Annesley was strongly opposed to the execution of Charles I and held Cromwell in low opinion describing him as "the arrantest hypocrite that ever the Church of Christ was pestered with". He lost the living at Cliffe, and in 1652 became incumbent at St John the Evangelist Friday Street.

In 1657 he was nominated by Oliver Cromwell lecturer of St Paul's, and in 1658 was presented by Richard Cromwell to the vicarage of St Giles, Cripplegate. He was presented again there after the Stuart Restoration, but was ejected after the Act of Uniformity 1662.

He preached semi-privately, but his goods were distrained for keeping a conventicle, a meeting-house in Little St Helen's.

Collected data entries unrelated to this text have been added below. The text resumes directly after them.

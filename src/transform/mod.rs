//! Query transformation subsystem.
//!
//! # Data Flow
//! ```text
//! Startup:
//!     route config (jq text)
//!         → engine.rs add() (parse, compile)
//!         → stored program keyed by TransformHandle
//!
//! Per request:
//!     decoded JSON body
//!         → engine.rs execute() (run compiled program)
//!         → single transformed value, or a typed failure
//! ```
//!
//! # Design Decisions
//! - Compile once at startup, execute many at runtime
//! - Compilation failures are configuration errors, not runtime conditions
//! - Entries live for the process lifetime; no eviction or reuse

pub mod engine;

pub use engine::{CompileError, ExecError, TransformCache, TransformHandle};
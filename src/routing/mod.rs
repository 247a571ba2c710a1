//! Routing subsystem.
//!
//! # Data Flow
//! ```text
//! Route Compilation (at startup):
//!     validated Route[]
//!     → allocate transform handles, compile queries into the cache
//!     → reject duplicate paths
//!     → freeze as immutable RouteTable
//!
//! At runtime the HTTP layer matches requests to one augmented route and
//! runs the message pipeline against it.
//! ```
//!
//! # Design Decisions
//! - Routes compiled at startup, immutable at runtime
//! - Mutually exclusive config options are sum types, checked once
//! - Explicit build failure rather than a partially usable table

pub mod route;
pub mod table;

pub use route::{AuthSource, DeviceIdSource, Route};
pub use table::{AugmentedRoute, BuildError, DeviceIdResolver, RouteTable};
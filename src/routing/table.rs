//! Route table construction at startup.
//!
//! # Responsibilities
//! - Allocate transform handles and register configured queries
//! - Reject duplicate paths
//! - Freeze the augmented routes consumed by the HTTP layer
//!
//! # Design Decisions
//! - Any query compilation failure aborts the build; a malformed query is a
//!   configuration error, not a runtime condition
//! - The table is immutable after construction and shared read-only
//! - Device id queries are resolved to their cache handle at build time, so
//!   the request path never sees an unregistered query

use std::collections::HashSet;

use thiserror::Error;

use crate::routing::route::{DeviceIdSource, Route};
use crate::transform::{CompileError, TransformCache, TransformHandle};

/// Device id resolution with its body query already compiled.
#[derive(Debug, Clone, PartialEq, Eq)]
pub enum DeviceIdResolver {
    /// Read a named path parameter of the matched route.
    PathParam(String),

    /// Read a named top-level field of the original request body.
    BodyField(String),

    /// Execute the compiled query against the original request body.
    BodyQuery(TransformHandle),
}

/// A route definition augmented with the handles of its cached queries.
#[derive(Debug, Clone)]
pub struct AugmentedRoute {
    pub route: Route,

    /// Handle of the compiled body transform. `None` for pass-through routes.
    pub transform: Option<TransformHandle>,

    /// Device id resolution strategy, queries pre-compiled.
    pub device_id: DeviceIdResolver,
}

/// Fatal error while assembling the route table.
#[derive(Debug, Error)]
pub enum BuildError {
    #[error("route path {path} is registered more than once")]
    DuplicatePath { path: String },

    #[error("failed to add body transform for route {path}: {source}")]
    BadTransform { path: String, source: CompileError },

    #[error("failed to add device id query for route {path}: {source}")]
    BadDeviceIdQuery { path: String, source: CompileError },
}

/// Immutable set of augmented routes, one per configured path.
#[derive(Debug, Default)]
pub struct RouteTable {
    routes: Vec<AugmentedRoute>,
}

impl RouteTable {
    /// Build the table, compiling every configured query into `cache`.
    pub fn build(routes: Vec<Route>, cache: &TransformCache) -> Result<Self, BuildError> {
        let mut seen_paths = HashSet::new();
        let mut augmented = Vec::with_capacity(routes.len());

        for route in routes {
            tracing::info!(path = %route.path, "Initializing route");

            if !seen_paths.insert(route.path.clone()) {
                return Err(BuildError::DuplicatePath { path: route.path });
            }

            let transform = match &route.transform {
                Some(query) => {
                    let handle = TransformHandle::new();
                    cache
                        .add(handle, query)
                        .map_err(|source| BuildError::BadTransform {
                            path: route.path.clone(),
                            source,
                        })?;
                    Some(handle)
                }
                None => {
                    tracing::warn!(
                        path = %route.path,
                        "No transform configured; route will pass the body through"
                    );
                    None
                }
            };

            let device_id = match &route.device_id {
                DeviceIdSource::PathParam(name) => DeviceIdResolver::PathParam(name.clone()),
                DeviceIdSource::BodyField(name) => DeviceIdResolver::BodyField(name.clone()),
                DeviceIdSource::BodyQuery(query) => {
                    let handle = TransformHandle::new();
                    cache
                        .add(handle, query)
                        .map_err(|source| BuildError::BadDeviceIdQuery {
                            path: route.path.clone(),
                            source,
                        })?;
                    DeviceIdResolver::BodyQuery(handle)
                }
            };

            augmented.push(AugmentedRoute {
                route,
                transform,
                device_id,
            });
        }

        Ok(Self { routes: augmented })
    }

    /// Iterate over the augmented routes.
    pub fn iter(&self) -> impl Iterator<Item = &AugmentedRoute> {
        self.routes.iter()
    }

    /// Number of registered routes.
    pub fn len(&self) -> usize {
        self.routes.len()
    }

    /// Whether the table holds no routes.
    pub fn is_empty(&self) -> bool {
        self.routes.is_empty()
    }
}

In 1669 he was preaching in Spitalfields to a congregation estimated at 800. Following the Declaration of Indulgence in 1672 Annesley was licensed as a Presbyterian 'teacher', but when the Declaration was revoked in 1673 the licence was revoked and this led to the distraint of his fairly considerable property. He continued however with his financial support of others and his support of nonconformity in London with a remarkable reputation as a preacher. Newton notes that 'Annesley's sermons repay careful analysis, for they are choice sample of Puritan preaching: biblical, pastoral, practical, and grounded in the daily life of the people'

He was a major influence on the views and perhaps even the prose style of Daniel Defoe. One exercise required Defoe to take notes of the weekly sermons and reconstruct the whole argument point by point from the notes. Defoe wrote in 1697 a pamphlet on "The Character of the late Dr Samuel Annesley by way of Elegy".

==Death==
Annesley died on 31 December 1696. His funeral sermon was given by Daniel Williams, while Daniel Defoe, a member of his congregation, wrote an elegy on his death:

The sacred bow he so divinely drew,
That every shot both hit and overthrew;
His native candour and familiar style,
Which do so often his hearers' hours beguile,
Charmed us with godliness, and while he spake,
We loved the doctrine for the speaker's sake.

and

A Pleasing Smile sate ever on his brow,
A sign that chearful Peace was lodged below.

He was buried in St Leonard's churchyard, Shoreditch, in an unmarked plot.

Annesley had a personal library. Upon his death, Annesley's library was sold by auction in London on 18 March 1697. The sale catalog includes 1256 lots plus 101 volumes of mostly Latin and English theological pamphlets.

==Works==
Annesley's writings consisted of sermons separately published, and in the various collections under the title Morning Exercises at Cripplegate and biographical works including a life of Thomas Brand. In addition to furnishing the first sermon for these Morning Exercises, Annesley edited this volume of sermons from prominent Puritan ministers considering practical issues of conscience and three sequel volumes, for each of which he provided the first sermon.

==Family==
Annesley married Mary Hill on 21 July 1641 in All Hallows, Bread Street, London. A son, Samuel, was baptised in Cliffe (30 November 1645), and there are records of the burial of Mary (2 December 1646) and Samuel (1 February 1649/50). There is no record of his second marriage but the baptism of their second daughter, Bithia, is recorded at the church of St John the Evangelist, Friday Street, London (near All Hallows), where the surname is recorded as Ansloe. He had a large family and Young has identified at least nine who survived to adulthood, of whom one daughter, Elizabeth, married John Dunton, while another daughter, Susanna Wesley, became the wife of the Rev. Samuel Wesley, and the mother of John Wesley and Charles Wesley, the founders of Methodism. His eldest son, also called Samuel Annesley, obtained a position in the employ of the East India Company in Bombay and is the source of the supposed lost legacy of the Wesleys.